▶ _YOUR INSTRUCTIONS_
Using the entries below, copy out all lines where "total" is found.

[Records from a collection]

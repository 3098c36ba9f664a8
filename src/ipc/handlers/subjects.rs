use crate::access;
use crate::ipc::helpers::{
    db_err, get_required_str, list_response, page_window, patch_str, require_admin, run_list,
    scope_of, with_conn, HandlerErr,
};
use crate::ipc::types::{AppState, Request};
use rusqlite::{Connection, OptionalExtension};
use serde_json::json;
use uuid::Uuid;

fn subjects_list(
    conn: &Connection,
    params: &serde_json::Value,
) -> Result<serde_json::Value, HandlerErr> {
    let scope = scope_of(params);
    let filter = access::subject_conditions(&scope, params);
    let (page, per_page) = page_window(params);
    let (rows, total) = run_list(
        conn,
        "SELECT
           subjects.id,
           subjects.name,
           (SELECT COUNT(*) FROM lessons l WHERE l.subject_id = subjects.id)
         FROM subjects",
        "SELECT COUNT(*) FROM subjects",
        "ORDER BY subjects.name",
        &filter,
        page,
        per_page,
        |r| {
            Ok(json!({
                "id": r.get::<_, String>(0)?,
                "name": r.get::<_, String>(1)?,
                "lessonCount": r.get::<_, i64>(2)?,
            }))
        },
    )?;
    Ok(list_response("subjects", rows, total, page, per_page))
}

fn subjects_create(
    conn: &Connection,
    params: &serde_json::Value,
) -> Result<serde_json::Value, HandlerErr> {
    require_admin(&scope_of(params))?;
    let name = get_required_str(params, "name")?;
    let id = Uuid::new_v4().to_string();
    conn.execute("INSERT INTO subjects(id, name) VALUES(?, ?)", (&id, &name))
        .map_err(|e| HandlerErr {
            code: "db_insert_failed",
            message: e.to_string(),
            details: Some(json!({ "table": "subjects" })),
        })?;
    Ok(json!({ "subjectId": id, "name": name }))
}

fn subjects_update(
    conn: &Connection,
    params: &serde_json::Value,
) -> Result<serde_json::Value, HandlerErr> {
    require_admin(&scope_of(params))?;
    let subject_id = get_required_str(params, "subjectId")?;
    let existing: Option<String> = conn
        .query_row("SELECT name FROM subjects WHERE id = ?", [&subject_id], |r| {
            r.get(0)
        })
        .optional()
        .map_err(db_err)?;
    let Some(cur_name) = existing else {
        return Err(HandlerErr::new("not_found", "subject not found"));
    };
    let name = patch_str(params, "name", cur_name)?;
    conn.execute(
        "UPDATE subjects SET name = ? WHERE id = ?",
        (&name, &subject_id),
    )
    .map_err(|e| HandlerErr {
        code: "db_update_failed",
        message: e.to_string(),
        details: Some(json!({ "table": "subjects" })),
    })?;
    Ok(json!({ "ok": true }))
}

fn subjects_delete(
    conn: &Connection,
    params: &serde_json::Value,
) -> Result<serde_json::Value, HandlerErr> {
    require_admin(&scope_of(params))?;
    let subject_id = get_required_str(params, "subjectId")?;
    let in_use: Option<i64> = conn
        .query_row(
            "SELECT 1 FROM lessons WHERE subject_id = ? LIMIT 1",
            [&subject_id],
            |r| r.get(0),
        )
        .optional()
        .map_err(db_err)?;
    if in_use.is_some() {
        return Err(HandlerErr::new(
            "bad_params",
            "subject still has lessons; delete them first",
        ));
    }
    let n = conn
        .execute("DELETE FROM subjects WHERE id = ?", [&subject_id])
        .map_err(|e| HandlerErr {
            code: "db_delete_failed",
            message: e.to_string(),
            details: Some(json!({ "table": "subjects" })),
        })?;
    if n == 0 {
        return Err(HandlerErr::new("not_found", "subject not found"));
    }
    Ok(json!({ "ok": true }))
}

pub fn try_handle(state: &mut AppState, req: &Request) -> Option<serde_json::Value> {
    match req.method.as_str() {
        "subjects.list" => Some(with_conn(state, req, subjects_list)),
        "subjects.create" => Some(with_conn(state, req, subjects_create)),
        "subjects.update" => Some(with_conn(state, req, subjects_update)),
        "subjects.delete" => Some(with_conn(state, req, subjects_delete)),
        _ => None,
    }
}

▶ _EXERCISE RESPONSE_
    let (rows, total) = run_list(
    Ok(list_response("subjects", rows, total, page, per_page))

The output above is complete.